The report —COVID-19: Make It the Last Pandemic  takes a hard look at why we failed to curb the spread of the coronavirus. It also looks to the future, highlighting strategies for ending the current crisis and avoiding future ones. 

Here are five key takeaways: 

  1. We had an opportunity to avoid disaster in early 2020, and we squandered it. “The combination of poor strategic choices, unwillingness to tackle inequalities, and an uncoordinated system created a toxic cocktail which allowed the pandemic to turn into a catastrophic human crisis,” the authors write. 
  2. Vaccine supply must be boosted and shots redistributed. The report calls on rich countries to provide a billion vaccine doses to low- and middle-income countries by September 2021 and another billion by the middle of next year. It also pushes for vaccine makers to offer up licensing and technology transfer agreements. And if those agreements don’t come within three months, it calls for an automatic waiver so that production can begin where the shots are most needed.  

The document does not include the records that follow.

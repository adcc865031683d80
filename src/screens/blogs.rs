use crate::forms::{
    FieldDescriptor, FieldKind, FormSchema, FormSection, ImageConstraints, PaginationConfig,
};

pub fn schema() -> FormSchema {
    FormSchema::new(vec![
        FormSection::new(
            "Content",
            vec![
                FieldDescriptor::new("titleEn", "Title (English)", FieldKind::Text)
                    .required()
                    .english_only()
                    .length(None, Some(120)),
                FieldDescriptor::new("titleAr", "Title (Arabic)", FieldKind::Text)
                    .required()
                    .arabic_only()
                    .length(None, Some(120)),
                FieldDescriptor::new("contentEn", "Content (English)", FieldKind::Textarea { rows: Some(8) })
                    .required()
                    .english_only()
                    .length(Some(20), Some(5000)),
                FieldDescriptor::new("contentAr", "Content (Arabic)", FieldKind::Textarea { rows: Some(8) })
                    .required()
                    .arabic_only()
                    .length(Some(20), Some(5000)),
            ],
        )
        .icon("file-text"),
        FormSection::new(
            "Publishing",
            vec![
                FieldDescriptor::new(
                    "categoryId",
                    "Category",
                    FieldKind::SelectPagination(PaginationConfig::new("categories")),
                )
                .required(),
                FieldDescriptor::new("cover", "Cover image", FieldKind::Image(ImageConstraints::default()))
                    .required(),
                FieldDescriptor::new("published", "Published", FieldKind::Switch),
            ],
        )
        .icon("send"),
    ])
}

  3. The World Health Organization needs more power and more money. The WHO should have the authority to investigate pathogens with pandemic potential in any country on short notice, and to publish information about outbreaks without approval from national governments.  
  4. A new organization is needed to help the WHO. The report calls for the formation of a Global Health Threats Council composed of heads of state to ensure that countries stay committed to pandemic preparedness and to hold countries accountable if they fail to curb outbreaks.  
  5. The pandemic’s impact on nearly every aspect of daily life is hard to overstate. More than 3 million people have died of covid-19, including at least 17,000 health workers. The crisis provided “the deepest shock to the global economy since the Second World War and the largest simultaneous contraction of national economies since the Great Depression,” the panel writes. The crisis pushed more than a hundred million people into extreme poverty. “Most dispiriting is that those who had least before the pandemic have even less now,” they add.